YOUR OBJECTIVE:
Scan the following data for lines with "None" and state how many there are, as a number only.

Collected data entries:
····················

use crate::catalog::WallpaperRecord;
use crate::error::StoreError;
use std::ffi::OsString;
use std::fs;
use std::path::{Path, PathBuf};

/// Default directory for saved uploads, relative to the working directory.
pub const UPLOADS_DIR: &str = "uploaded_wallpapers";

/// Resolve `<home>/Downloads` from the process environment.
pub fn resolve_downloads_dir() -> Result<PathBuf, StoreError> {
    downloads_dir_from(cfg!(windows), |key| std::env::var_os(key))
}

/// Windows reads `USERPROFILE`, everything else reads `HOME`.
fn home_var(windows: bool) -> &'static str {
    if windows {
        "USERPROFILE"
    } else {
        "HOME"
    }
}

fn downloads_dir_from(
    windows: bool,
    lookup: impl Fn(&'static str) -> Option<OsString>,
) -> Result<PathBuf, StoreError> {
    let var = home_var(windows);
    match lookup(var) {
        Some(home) if !home.is_empty() => Ok(PathBuf::from(home).join("Downloads")),
        _ => Err(StoreError::HomeUnset(var)),
    }
}

/// Filesystem side of the browser: downloads and uploads.
#[derive(Debug, Clone)]
pub struct LocalStore {
    /// Resolved once at construction. `None` when the home variable is missing.
    downloads_dir: Option<PathBuf>,
    uploads_dir: PathBuf,
}

impl LocalStore {
    /// An override replaces the environment lookup.
    pub fn new(downloads_override: Option<PathBuf>, uploads_dir: PathBuf) -> Self {
        Self {
            downloads_dir: downloads_override.or_else(|| resolve_downloads_dir().ok()),
            uploads_dir,
        }
    }

    #[cfg(test)]
    pub(crate) fn without_downloads_dir(uploads_dir: PathBuf) -> Self {
        Self {
            downloads_dir: None,
            uploads_dir,
        }
    }

    pub fn downloads_dir(&self) -> Result<PathBuf, StoreError> {
        self.downloads_dir
            .clone()
            .ok_or(StoreError::HomeUnset(home_var(cfg!(windows))))
    }

    pub fn uploads_dir(&self) -> &Path {
        &self.uploads_dir
    }

    /// Where `record` lands when downloaded: `<downloads>/<name>.jpg`.
    pub fn download_path(&self, record: &WallpaperRecord) -> Result<PathBuf, StoreError> {
        Ok(self.downloads_dir()?.join(format!("{}.jpg", record.name)))
    }

    /// True when a previous download of `record` exists on disk.
    pub fn is_on_disk(&self, record: &WallpaperRecord) -> bool {
        self.download_path(record)
            .map(|path| path.exists())
            .unwrap_or(false)
    }

    /// Write downloaded bytes to `path`, a result of [`Self::download_path`].
    pub fn save_download(&self, path: &Path, bytes: &[u8]) -> Result<(), StoreError> {
        if let Some(parent) = path.parent() {
            create_dir(parent)?;
        }
        write_file(path, bytes)
    }

    /// Save uploaded bytes under `filename`. An existing file is overwritten.
    pub fn save_upload(&self, filename: &str, bytes: &[u8]) -> Result<PathBuf, StoreError> {
        let is_plain_name = !filename.is_empty()
            && Path::new(filename).file_name().and_then(|n| n.to_str()) == Some(filename);
        if !is_plain_name {
            return Err(StoreError::InvalidFileName(filename.to_string()));
        }

        create_dir(&self.uploads_dir)?;
        let path = self.uploads_dir.join(filename);
        if path.exists() {
            tracing::info!(path = %path.display(), "overwriting existing upload");
        }
        write_file(&path, bytes)?;
        tracing::info!(path = %path.display(), "upload saved");
        Ok(path)
    }
}

fn create_dir(path: &Path) -> Result<(), StoreError> {
    fs::create_dir_all(path).map_err(|source| StoreError::CreateDir {
        path: path.to_path_buf(),
        source,
    })
}

fn write_file(path: &Path, bytes: &[u8]) -> Result<(), StoreError> {
    fs::write(path, bytes).map_err(|source| StoreError::Write {
        path: path.to_path_buf(),
        source,
    })
}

····················

RESULT FOR THIS TASK:
2